Yikes, this Cavs team is good. On top of that, you know D-Marsh is gonna wanna prove himself to us again, so I'd expect him to bring it against the Raptors.


----------



## undefined_playa (Oct 23, 2005)

trick said:


> Matchup of the night? Lebron VS Bonner!!!
> 
> :eek8:


I thought Graham would guard LeBron for most of the night?


----------



## trick (Aug 23, 2002)

undefined_playa said:


> I thought Graham would guard LeBron for most of the night?

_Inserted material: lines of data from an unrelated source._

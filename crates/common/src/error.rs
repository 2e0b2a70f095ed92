use thiserror::Error;

use crate::types::SessionStatus;

/// Transport-layer failure. Always considered retryable by policy; the
/// worker turns these into state transitions rather than propagating them.
#[derive(Debug, Clone, Error)]
pub enum TransportError {
    #[error("connect failed: {0}")]
    Connect(String),
    #[error("send failed: {0}")]
    Send(String),
    #[error("fetch failed: {0}")]
    Fetch(String),
    #[error("outbound queue is full")]
    QueueFull,
    #[error("transport stream closed")]
    Closed,
}

/// Caller-facing error taxonomy for registry and worker operations.
#[derive(Debug, Clone, Error)]
pub enum SessionError {
    #[error("session `{0}` already exists")]
    DuplicateId(String),
    #[error("unknown session `{0}`")]
    NotFound(String),
    #[error("session `{id}` is not connected (status: {status})")]
    NotReady { id: String, status: SessionStatus },
    #[error(transparent)]
    Transport(#[from] TransportError),
    #[error("authentication rejected: {0}")]
    AuthFailure(String),
    #[error("session `{0}` is shutting down")]
    Terminated(String),
}

#[cfg(test)]
mod tests {
    use super::*;

    #[test]
    fn not_ready_mentions_status() {
        let err = SessionError::NotReady {
            id: "s1".into(),
            status: SessionStatus::Disconnected,
        };
        assert_eq!(
            err.to_string(),
            "session `s1` is not connected (status: disconnected)"
        );
    }

    #[test]
    fn transport_error_converts() {
        let err: SessionError = TransportError::Send("timed out".into()).into();
        assert!(matches!(err, SessionError::Transport(_)));
    }
}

Are you kidding me? Just look at the job Bonner has done against Jamison, Jefferson and Prince. In comparison, guarding King James will be a cakewalk for our beloved Red Rocket.


----------



## MonsterBosh (Feb 9, 2005)

Anybody willing to hazzard a guess as to the final score .. plus quarter by quarter results so that there is some thought behind your guess?! Try it .. it's fun ... and it challenges your basketball intellect ... too ... :laugh:

I might just pass on this one ... but what the hey ... here's my guess ::

Q1 -- Raps - 29 ... Cavs - 22
Q2 -- Raps - 20 ... Cavs - 30
Q3 -- Raps - 19 ... Cavs - 26
Q4 -- Raps - 24 ... Cavs - 33
Final- Raps - 92 ... Cavs - 111

:swammi:​


----------



## onecooljew (Apr 24, 2003)

How bout a starting line up of...
PG-Calderon
SG-Rose
SF-Graham
PF-Bosh
C-Charlie

It will get killed against the Cavs, yes, BUT mabye it will the guys running.
Jose has been arguably the best player so far this season an mabye he can convince CV31 to run up and down the floor.
Graham mite be able to at least D up some what on LBJ, as impossible as it is.
And hopefuly Bosh can use his quickness on Gooden.
Rose will huck up his usual 25 shots, hit 10 of em, call it a game.
Mo P should be able to stretch the D with his shooting and it would be ncie to see him return to his form from late last year.
Bonner, just a mess this year.
Hoffa should be able to use up his fouls nice and early
James should be able to hit a few threes, as long as he has 5 seconds to set his feet, otherwise...he'll slash and huck some thing up


----------



## madman (Oct 20, 2003)

Graham must hate whoever made the shedule, he is going to be better for it but damn


----------



## Turkish Delight (Mar 17, 2004)

Bonner really shouldn't be playing the 3 spot anymore. He is getting abused.


----------



## Crossword (Jun 7, 2002)

I don't know if Joey can play well against LeBron. His defense is good, but LeBron's offense is just that much better. Plus he has two years of NBA experience on him, and I'd expect him to outsmart Graham when push comes to shove.

Drew Gooden scored 53 points this summer in the Steve Nash game. Let's hope he's not too comfortable in the ACC. 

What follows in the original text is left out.